Spock says "I am now a member of an endangered species." Just after the destruction of Vulcan. This would indicate that Vulcans were not endangered before. Having only 10,000 members would be enough, according to Spock, to threaten the viability of the Vulcan race. If adding 1,000,000 more Vulcans wouldn't improve things then the situation would have been critical and obvious to Vulcan medical researchers before the destruction of the planet.

We've seen small, rural colonies like Omicron Ceti III. We've seen well developed, urban colonies like Deneva. We've also seen well established underground colonies like Janus VI. Why must a Vulcan colony be undeveloped and unindustrialized?

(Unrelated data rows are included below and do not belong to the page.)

use crate::common::DomainEvent;
use crate::domains::grid::types::{AgentId, Cell, GoalLabel};
use chrono::{DateTime, Utc};
use serde::{Deserialize, Serialize};
use std::collections::BTreeSet;

#[derive(Debug, Clone, Serialize, Deserialize)]
pub struct AgentMove {
    pub agent_id: AgentId,
    pub from: Cell,
    pub to: Cell,
}

#[derive(Debug, Clone, Serialize, Deserialize)]
pub enum GridEvent {
    WorldInitialized {
        world_id: String,
        size: usize,
        obstacles: BTreeSet<Cell>,
        agents: Vec<(AgentId, Cell)>,
        goals: Vec<(GoalLabel, Cell)>,
        timestamp: DateTime<Utc>,
    },
    PositionsCommitted {
        world_id: String,
        step: u32,
        moves: Vec<AgentMove>,
        timestamp: DateTime<Utc>,
    },
    GoalClaimed {
        world_id: String,
        step: u32,
        agent_id: AgentId,
        goal: GoalLabel,
        cell: Cell,
        timestamp: DateTime<Utc>,
    },
    AgentRetired {
        world_id: String,
        step: u32,
        agent_id: AgentId,
        timestamp: DateTime<Utc>,
    },
}

impl DomainEvent for GridEvent {
    fn event_type(&self) -> &'static str {
        match self {
            GridEvent::WorldInitialized { .. } => "WorldInitialized",
            GridEvent::PositionsCommitted { .. } => "PositionsCommitted",
            GridEvent::GoalClaimed { .. } => "GoalClaimed",
            GridEvent::AgentRetired { .. } => "AgentRetired",
        }
    }

    fn aggregate_id(&self) -> &str {
        match self {
            GridEvent::WorldInitialized { world_id, .. } => world_id,
            GridEvent::PositionsCommitted { world_id, .. } => world_id,
            GridEvent::GoalClaimed { world_id, .. } => world_id,
            GridEvent::AgentRetired { world_id, .. } => world_id,
        }
    }

    fn event_version(&self) -> u64 {
        1
    }

    fn occurred_at(&self) -> DateTime<Utc> {
        match self {
            GridEvent::WorldInitialized { timestamp, .. } => *timestamp,
            GridEvent::PositionsCommitted { timestamp, .. } => *timestamp,
            GridEvent::GoalClaimed { timestamp, .. } => *timestamp,
            GridEvent::AgentRetired { timestamp, .. } => *timestamp,
        }
    }
}
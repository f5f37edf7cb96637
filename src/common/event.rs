use chrono::{DateTime, Utc};
use serde::{Deserialize, Serialize};
use uuid::Uuid;

pub trait DomainEvent: Send + Sync + Clone {
    fn event_type(&self) -> &'static str;
    fn aggregate_id(&self) -> &str;
    fn event_version(&self) -> u64;
    fn occurred_at(&self) -> DateTime<Utc>;
}

#[derive(Debug, Clone, Serialize, Deserialize)]
pub struct EventEnvelope {
    pub event_id: Uuid,
    pub aggregate_id: String,
    pub aggregate_type: String,
    pub event_type: String,
    pub event_version: u64,
    pub event_data: serde_json::Value,
    pub metadata: EventMetadata,
    pub occurred_at: DateTime<Utc>,
}

#[derive(Debug, Clone, Serialize, Deserialize)]
pub struct EventMetadata {
    pub correlation_id: Option<Uuid>,
    pub causation_id: Option<Uuid>,
    pub source: String,
}

impl EventEnvelope {
    pub fn new<E: DomainEvent + Serialize>(
        event: &E,
        aggregate_type: &str,
        metadata: EventMetadata,
    ) -> Result<Self, serde_json::Error> {
        Ok(Self {
            event_id: Uuid::new_v4(),
            aggregate_id: event.aggregate_id().to_string(),
            aggregate_type: aggregate_type.to_string(),
            event_type: event.event_type().to_string(),
            event_version: event.event_version(),
            event_data: serde_json::to_value(event)?,
            metadata,
            occurred_at: event.occurred_at(),
        })
    }
}

#[async_trait::async_trait]
pub trait EventStore: Send + Sync {
    async fn append_events(
        &self,
        aggregate_id: &str,
        expected_version: u64,
        events: Vec<EventEnvelope>,
    ) -> Result<(), String>;

    async fn load_events(
        &self,
        aggregate_id: &str,
        from_version: u64,
    ) -> Result<Vec<EventEnvelope>, String>;

    async fn load_events_by_type(
        &self,
        event_type: &str,
        from_timestamp: Option<DateTime<Utc>>,
    ) -> Result<Vec<EventEnvelope>, String>;
}
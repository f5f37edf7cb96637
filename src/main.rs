use kestrel_app::Config;
use std::error::Error;
use std::sync::Arc;
use tracing::{error, info};

use kestrel_app::adapters::inbound::file_event_store::FileEventStore;
use kestrel_app::adapters::inbound::scenario::ScenarioLoader;
use kestrel_app::adapters::outbound::loggers::init_combined_logger;
use kestrel_app::adapters::outbound::negotiators::DistanceMinimaxNegotiator;
use kestrel_app::adapters::outbound::policies::BfsGreedyPolicy;
use kestrel_app::application::{AssignmentService, SimulationService};
use kestrel_app::domains::grid::{Cell, GridProjection, GridWorld, Scenario};

#[tokio::main]
async fn main() -> Result<(), Box<dyn Error>> {
    // Initialize tracing
    tracing_subscriber::fmt::init();

    info!("Starting Kestrel App");

    // Load configuration; a missing file falls back to defaults
    let config = match Config::from_file("config.toml").await {
        Ok(config) => config,
        Err(e) => {
            info!("No config.toml ({}); using defaults", e);
            Config::default()
        }
    };

    info!("Strategy: {:?}", config.simulation.strategy);
    info!("Event store directory: {}", config.event_store.directory);

    // Try a scenario from disk, falling back to the built-in demo board
    let loader = ScenarioLoader::new(None);
    let scenario = match loader.load("demo.toml").await {
        Ok(scenario) => scenario,
        Err(e) => {
            info!("No demo scenario on disk ({}); using built-in board", e);
            Scenario {
                size: 6,
                obstacles: vec![Cell::new(2, 2), Cell::new(3, 3), Cell::new(1, 4)],
                agents: vec![Cell::new(0, 0), Cell::new(5, 0)],
                goals: vec![Cell::new(5, 5), Cell::new(0, 5)],
            }
        }
    };

    let event_store = Arc::new(FileEventStore::new(config.event_store.directory.clone()));
    let policy = Arc::new(BfsGreedyPolicy::new(
        scenario.size,
        &scenario.obstacles.iter().copied().collect(),
    ));
    let negotiator = Arc::new(DistanceMinimaxNegotiator);
    let logger = match &config.logging.file {
        Some(path) => init_combined_logger(path),
        None => kestrel_app::adapters::outbound::loggers::init_console_logger(),
    };

    let service = SimulationService::new(event_store, policy, negotiator, logger);

    // Report the exact-optimum baseline when the board admits one
    if scenario.agents.len() == scenario.goals.len() {
        let world = GridWorld::from_scenario("baseline".to_string(), &scenario)?;
        let (assignment, cost) = AssignmentService::optimal_assignment(&world)?;
        info!("Optimal assignment (cost {}): {:?}", cost, assignment);
        info!("Board: {:?}", GridProjection::from_world(&world));
    }

    match service
        .run_scenario("demo-run", &scenario, config.simulator_settings())
        .await
    {
        Ok(outcome) => {
            info!(
                "Run complete: steps={} optimal={} collisions={} failed={}",
                outcome.metrics.steps,
                outcome.metrics.optimal,
                outcome.metrics.collisions,
                outcome.metrics.failed
            );
        }
        Err(e) => error!("Run failed: {}", e),
    }

    info!("Shutting down Kestrel App");
    Ok(())
}
use crate::common::{DomainError, DomainResult};
use crate::domains::grid::types::Cell;
use crate::domains::grid::world::Scenario;
use serde::Deserialize;
use std::env;
use std::path::{Path, PathBuf};

/// On-disk scenario syntax: cells written as two-element arrays.
#[derive(Debug, Deserialize)]
struct ScenarioFile {
    size: usize,
    #[serde(default)]
    obstacles: Vec<[usize; 2]>,
    agents: Vec<[usize; 2]>,
    goals: Vec<[usize; 2]>,
}

fn cells(raw: &[[usize; 2]]) -> Vec<Cell> {
    raw.iter().map(|[row, col]| Cell::new(*row, *col)).collect()
}

/// Loads TOML scenario descriptors from a data directory.
/// Precedence: KESTREL_SCENARIO_DIR env var -> ./resources/scenarios.
/// Layout validation stays with `GridWorld::from_scenario`; this adapter
/// only handles file syntax.
pub struct ScenarioLoader {
    base: PathBuf,
}

impl ScenarioLoader {
    pub fn new(base: Option<PathBuf>) -> Self {
        let base = base.unwrap_or_else(|| {
            if let Ok(v) = env::var("KESTREL_SCENARIO_DIR") {
                PathBuf::from(v)
            } else {
                Path::new("resources/scenarios").to_path_buf()
            }
        });
        Self { base }
    }

    pub async fn load(&self, name: &str) -> DomainResult<Scenario> {
        let path = self.base.join(name);
        let content = tokio::fs::read_to_string(&path).await.map_err(|e| {
            DomainError::InfrastructureError(format!(
                "Failed to read scenario {}: {}",
                path.display(),
                e
            ))
        })?;
        let file: ScenarioFile = toml::from_str(&content).map_err(|e| {
            DomainError::InvalidScenario {
                reason: format!("Failed to parse scenario {}: {}", path.display(), e),
            }
        })?;

        Ok(Scenario {
            size: file.size,
            obstacles: cells(&file.obstacles),
            agents: cells(&file.agents),
            goals: cells(&file.goals),
        })
    }
}
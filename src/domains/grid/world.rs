use crate::common::aggregate::AggregateRoot;
use crate::common::{DomainError, DomainResult};
use crate::domains::grid::events::{AgentMove, GridEvent};
use crate::domains::grid::types::{AgentId, Cell, Direction, GoalLabel, MAX_GOALS};
use chrono::Utc;
use rand::seq::SliceRandom;
use rand::Rng;
use serde::{Deserialize, Serialize};
use std::collections::BTreeSet;

/// Logical scenario descriptor: everything needed to lay out a board.
/// File syntax lives in the inbound scenario adapter, not here.
#[derive(Debug, Clone, Serialize, Deserialize)]
pub struct Scenario {
    pub size: usize,
    pub obstacles: Vec<Cell>,
    pub agents: Vec<Cell>,
    pub goals: Vec<Cell>,
}

#[derive(Debug, Clone, Serialize, Deserialize)]
pub struct AgentSlot {
    pub id: AgentId,
    /// None once the agent has been retired. Retired agents never reappear.
    pub position: Option<Cell>,
}

impl AgentSlot {
    pub fn is_active(&self) -> bool {
        self.position.is_some()
    }
}

#[derive(Debug, Clone, Serialize, Deserialize)]
pub struct GoalSlot {
    pub label: GoalLabel,
    /// None once an agent has claimed the goal.
    pub position: Option<Cell>,
}

/// The grid world aggregate: board geometry plus the only mutable shared
/// state in the system (agent and goal positions). All mutation flows
/// through the commit-phase commands below, which emit domain events.
#[derive(Debug, Clone, Serialize, Deserialize)]
pub struct GridWorld {
    pub id: String,
    pub size: usize,
    pub obstacles: BTreeSet<Cell>,
    pub agents: Vec<AgentSlot>,
    pub goals: Vec<GoalSlot>,
    pub version: u64,
    #[serde(skip)]
    uncommitted_events: Vec<GridEvent>,
}

impl GridWorld {
    /// Empty shell used as the seed for event replay.
    pub fn empty(id: String) -> Self {
        Self {
            id,
            size: 0,
            obstacles: BTreeSet::new(),
            agents: Vec::new(),
            goals: Vec::new(),
            version: 0,
            uncommitted_events: Vec::new(),
        }
    }

    /// Build a world from an explicit scenario. Fails fast on any
    /// malformed layout; never silently coerces.
    pub fn from_scenario(id: String, scenario: &Scenario) -> DomainResult<Self> {
        if scenario.size == 0 {
            return Err(DomainError::InvalidScenario {
                reason: "Grid size must be at least 1".to_string(),
            });
        }
        if scenario.goals.len() > MAX_GOALS {
            return Err(DomainError::InvalidScenario {
                reason: format!(
                    "At most {} goals are supported, got {}",
                    MAX_GOALS,
                    scenario.goals.len()
                ),
            });
        }

        let obstacles: BTreeSet<Cell> = scenario.obstacles.iter().copied().collect();
        for cell in &obstacles {
            if cell.row >= scenario.size || cell.col >= scenario.size {
                return Err(DomainError::InvalidScenario {
                    reason: format!("Obstacle {} is outside the {}x{} grid", cell, scenario.size, scenario.size),
                });
            }
        }

        let mut used: BTreeSet<Cell> = obstacles.clone();
        for (kind, cells) in [("Agent start", &scenario.agents), ("Goal", &scenario.goals)] {
            for cell in cells.iter() {
                if cell.row >= scenario.size || cell.col >= scenario.size {
                    return Err(DomainError::InvalidScenario {
                        reason: format!("{} {} is outside the {}x{} grid", kind, cell, scenario.size, scenario.size),
                    });
                }
                if !used.insert(*cell) {
                    return Err(DomainError::InvalidScenario {
                        reason: format!("{} {} overlaps an obstacle or another placed cell", kind, cell),
                    });
                }
            }
        }

        let agents: Vec<AgentSlot> = scenario
            .agents
            .iter()
            .enumerate()
            .map(|(i, cell)| AgentSlot {
                id: (i + 1) as AgentId,
                position: Some(*cell),
            })
            .collect();
        let goals: Vec<GoalSlot> = scenario
            .goals
            .iter()
            .enumerate()
            .map(|(i, cell)| GoalSlot {
                label: GoalLabel::from_index(i),
                position: Some(*cell),
            })
            .collect();

        let mut world = Self {
            id,
            size: scenario.size,
            obstacles,
            agents,
            goals,
            version: 0,
            uncommitted_events: Vec::new(),
        };

        let event = GridEvent::WorldInitialized {
            world_id: world.id.clone(),
            size: world.size,
            obstacles: world.obstacles.clone(),
            agents: world.active_agents(),
            goals: world.live_goals(),
            timestamp: Utc::now(),
        };
        world.add_event(event);
        Ok(world)
    }

    /// Sample a random layout: agents then goals drawn without replacement
    /// from the free cells. The obstacle set is an explicit input, never a
    /// shared default.
    pub fn with_random_layout<R: Rng + ?Sized>(
        id: String,
        size: usize,
        obstacles: BTreeSet<Cell>,
        num_agents: usize,
        num_goals: usize,
        rng: &mut R,
    ) -> DomainResult<Self> {
        let mut free: Vec<Cell> = (0..size)
            .flat_map(|row| (0..size).map(move |col| Cell::new(row, col)))
            .filter(|c| !obstacles.contains(c))
            .collect();
        if free.len() < num_agents + num_goals {
            return Err(DomainError::InvalidScenario {
                reason: format!(
                    "Not enough free cells for {} agents and {} goals",
                    num_agents, num_goals
                ),
            });
        }
        free.shuffle(rng);

        let agents: Vec<Cell> = free[..num_agents].to_vec();
        let goals: Vec<Cell> = free[num_agents..num_agents + num_goals].to_vec();
        let scenario = Scenario {
            size,
            obstacles: obstacles.into_iter().collect(),
            agents,
            goals,
        };
        Self::from_scenario(id, &scenario)
    }

    pub fn in_bounds(&self, cell: Cell) -> bool {
        cell.row < self.size && cell.col < self.size
    }

    /// Static validity test: out-of-bounds or a fixed obstacle. Never
    /// consults agent positions.
    pub fn is_obstacle(&self, cell: Cell) -> bool {
        !self.in_bounds(cell) || self.obstacles.contains(&cell)
    }

    /// Dynamic occupancy test against current agent positions, excluding
    /// the querying agent. Only used for move legality, never for
    /// distance planning.
    pub fn is_occupied(&self, cell: Cell, excluding: Option<AgentId>) -> bool {
        self.agents
            .iter()
            .filter(|a| Some(a.id) != excluding)
            .any(|a| a.position == Some(cell))
    }

    /// Directions whose target cell is in bounds, obstacle-free and not
    /// occupied by another active agent.
    pub fn valid_moves(&self, pos: Cell, mover: Option<AgentId>) -> Vec<Direction> {
        Direction::ALL
            .into_iter()
            .filter(|d| {
                d.step_from(pos, self.size)
                    .map(|target| !self.is_obstacle(target) && !self.is_occupied(target, mover))
                    .unwrap_or(false)
            })
            .collect()
    }

    /// Resolve a move request to its target cell. Illegal requests (off
    /// grid, into an obstacle, onto an occupied cell) are a silent no-op
    /// that returns `pos` unchanged — never an error.
    pub fn apply_move(&self, pos: Cell, direction: Direction, mover: Option<AgentId>) -> Cell {
        match direction.step_from(pos, self.size) {
            Some(target) if !self.is_obstacle(target) && !self.is_occupied(target, mover) => target,
            _ => pos,
        }
    }

    pub fn agent(&self, id: AgentId) -> Option<&AgentSlot> {
        self.agents.iter().find(|a| a.id == id)
    }

    /// Active agents with their positions, in ascending id order.
    pub fn active_agents(&self) -> Vec<(AgentId, Cell)> {
        self.agents
            .iter()
            .filter_map(|a| a.position.map(|p| (a.id, p)))
            .collect()
    }

    /// Unclaimed goals with their positions, in label order.
    pub fn live_goals(&self) -> Vec<(GoalLabel, Cell)> {
        self.goals
            .iter()
            .filter_map(|g| g.position.map(|p| (g.label, p)))
            .collect()
    }

    pub fn has_active_agents(&self) -> bool {
        self.agents.iter().any(|a| a.is_active())
    }

    /// Commit the resolved positions for one timestep. The resolved set
    /// must already be collision-free; a duplicate target or an obstacle
    /// target is a broken invariant, not a recoverable situation.
    pub fn commit_positions(&mut self, step: u32, resolved: &[(AgentId, Cell)]) -> DomainResult<()> {
        let mut seen: BTreeSet<Cell> = BTreeSet::new();
        let mut moves = Vec::with_capacity(resolved.len());
        for (agent_id, target) in resolved {
            let slot = self.agent(*agent_id).ok_or_else(|| DomainError::InvalidCommand {
                reason: format!("Unknown agent {}", agent_id),
            })?;
            let from = slot.position.ok_or_else(|| DomainError::InvalidCommand {
                reason: format!("Agent {} is retired and cannot move", agent_id),
            })?;
            if self.is_obstacle(*target) {
                return Err(DomainError::InvalidCommand {
                    reason: format!("Agent {} committed onto obstacle {}", agent_id, target),
                });
            }
            if !seen.insert(*target) {
                return Err(DomainError::InvalidCommand {
                    reason: format!("Two agents committed onto cell {}", target),
                });
            }
            moves.push(AgentMove {
                agent_id: *agent_id,
                from,
                to: *target,
            });
        }

        let event = GridEvent::PositionsCommitted {
            world_id: self.id.clone(),
            step,
            moves,
            timestamp: Utc::now(),
        };
        self.add_event(event.clone());
        self.apply(&event)?;
        Ok(())
    }

    /// Claim phase: every active agent standing on an unclaimed goal cell
    /// is retired and the goal removed, in ascending agent order. Returns
    /// the claims made this step.
    pub fn claim_goals(&mut self, step: u32) -> DomainResult<Vec<(AgentId, GoalLabel)>> {
        let mut claims = Vec::new();
        for (agent_id, pos) in self.active_agents() {
            let claimed = self
                .goals
                .iter()
                .find(|g| g.position == Some(pos))
                .map(|g| g.label);
            if let Some(label) = claimed {
                let claim_event = GridEvent::GoalClaimed {
                    world_id: self.id.clone(),
                    step,
                    agent_id,
                    goal: label,
                    cell: pos,
                    timestamp: Utc::now(),
                };
                self.add_event(claim_event.clone());
                self.apply(&claim_event)?;

                let retire_event = GridEvent::AgentRetired {
                    world_id: self.id.clone(),
                    step,
                    agent_id,
                    timestamp: Utc::now(),
                };
                self.add_event(retire_event.clone());
                self.apply(&retire_event)?;

                claims.push((agent_id, label));
            }
        }
        Ok(claims)
    }
}

impl AggregateRoot for GridWorld {
    type Event = GridEvent;

    fn aggregate_id(&self) -> &str {
        &self.id
    }

    fn version(&self) -> u64 {
        self.version
    }

    fn apply(&mut self, event: &GridEvent) -> DomainResult<()> {
        match event {
            GridEvent::WorldInitialized {
                size,
                obstacles,
                agents,
                goals,
                ..
            } => {
                self.size = *size;
                self.obstacles = obstacles.clone();
                self.agents = agents
                    .iter()
                    .map(|(id, cell)| AgentSlot {
                        id: *id,
                        position: Some(*cell),
                    })
                    .collect();
                self.goals = goals
                    .iter()
                    .map(|(label, cell)| GoalSlot {
                        label: *label,
                        position: Some(*cell),
                    })
                    .collect();
            }
            GridEvent::PositionsCommitted { moves, .. } => {
                for mv in moves {
                    if let Some(slot) = self.agents.iter_mut().find(|a| a.id == mv.agent_id) {
                        slot.position = Some(mv.to);
                    }
                }
            }
            GridEvent::GoalClaimed { goal, .. } => {
                if let Some(slot) = self.goals.iter_mut().find(|g| g.label == *goal) {
                    slot.position = None;
                }
            }
            GridEvent::AgentRetired { agent_id, .. } => {
                if let Some(slot) = self.agents.iter_mut().find(|a| a.id == *agent_id) {
                    slot.position = None;
                }
            }
        }
        self.version += 1;
        Ok(())
    }

    fn uncommitted_events(&self) -> &[GridEvent] {
        &self.uncommitted_events
    }

    fn mark_events_as_committed(&mut self) {
        self.uncommitted_events.clear();
    }

    fn add_event(&mut self, event: GridEvent) {
        self.uncommitted_events.push(event);
    }
}
use crate::domains::grid::types::{AgentId, GoalLabel};
use serde::{Deserialize, Serialize};

/// A two-entry goal assignment covering both parties of a dispute. The
/// two goals must differ; validation happens when the proposal is
/// submitted to a session.
#[derive(Debug, Clone, Copy, PartialEq, Eq, Serialize, Deserialize)]
pub struct Proposal {
    pub entries: [(AgentId, GoalLabel); 2],
}

impl Proposal {
    pub fn new(first: (AgentId, GoalLabel), second: (AgentId, GoalLabel)) -> Self {
        Self {
            entries: [first, second],
        }
    }

    pub fn goal_for(&self, agent: AgentId) -> Option<GoalLabel> {
        self.entries
            .iter()
            .find(|(id, _)| *id == agent)
            .map(|(_, goal)| *goal)
    }

    pub fn goals_differ(&self) -> bool {
        self.entries[0].1 != self.entries[1].1
    }
}

/// What the party to move does with its turn.
#[derive(Debug, Clone, Copy, PartialEq, Eq, Serialize, Deserialize)]
pub enum NegotiationAction {
    /// Take the standing proposal as the agreement.
    Accept,
    /// Walk away; the dispute falls back to the greedy outcome.
    Reject,
    /// Put a new proposal on the table.
    Counter(Proposal),
}

/// Everything a negotiator is allowed to see: both parties' distances to
/// the allowed goals and their (top-2) preference lists. Mirrors the
/// reduced tables the step loop hands to each side.
#[derive(Debug, Clone, Serialize, Deserialize)]
pub struct NegotiationContext {
    pub distances: std::collections::BTreeMap<AgentId, Vec<(GoalLabel, u32)>>,
    pub rankings: std::collections::BTreeMap<AgentId, Vec<GoalLabel>>,
}

impl NegotiationContext {
    pub fn distance(&self, agent: AgentId, goal: GoalLabel) -> Option<u32> {
        self.distances
            .get(&agent)?
            .iter()
            .find(|(g, _)| *g == goal)
            .map(|(_, d)| *d)
    }
}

Since the new colony would be supporting the last survivors of Vulcan I'm sure the federation and Starfleet would put huge amounts of effort in order to have it up and running in very short order.

That they can't fit all the surviving Vulcans into existing Vulcan colonies does not mean there are no Vulcan colonies.

On 9/11 the town of Gander Newfoundland found itself with 39 transatlantic flights at its airport with a total of 6,600 passengers and crew. Gander has a population of 9,951. The town managed to house and feed the stranded passengers for three days until flights resumed. Surely, in the 23rd century it wouldn't be that difficuly to feed, clthe and house 10,000 people while a colony was established. I don't think you understand just how small a group of 10,000 people is. It's a little over half the capacity of Madison Square Garden. taking care of 10,000 people with advanced technology would not be that big of a problem.
 
Spock says "I am now a member of an endangered species." Just after the destruction of Vulcan. This would indicate that Vulcans were not endangered before. Having only 10,000 members would be enough, according to Spock, to threaten the viability of the Vulcan race. If adding 1,000,000 more Vulcans wouldn't improve things then the situation would have been critical and obvious to Vulcan medical researchers before the destruction of the planet.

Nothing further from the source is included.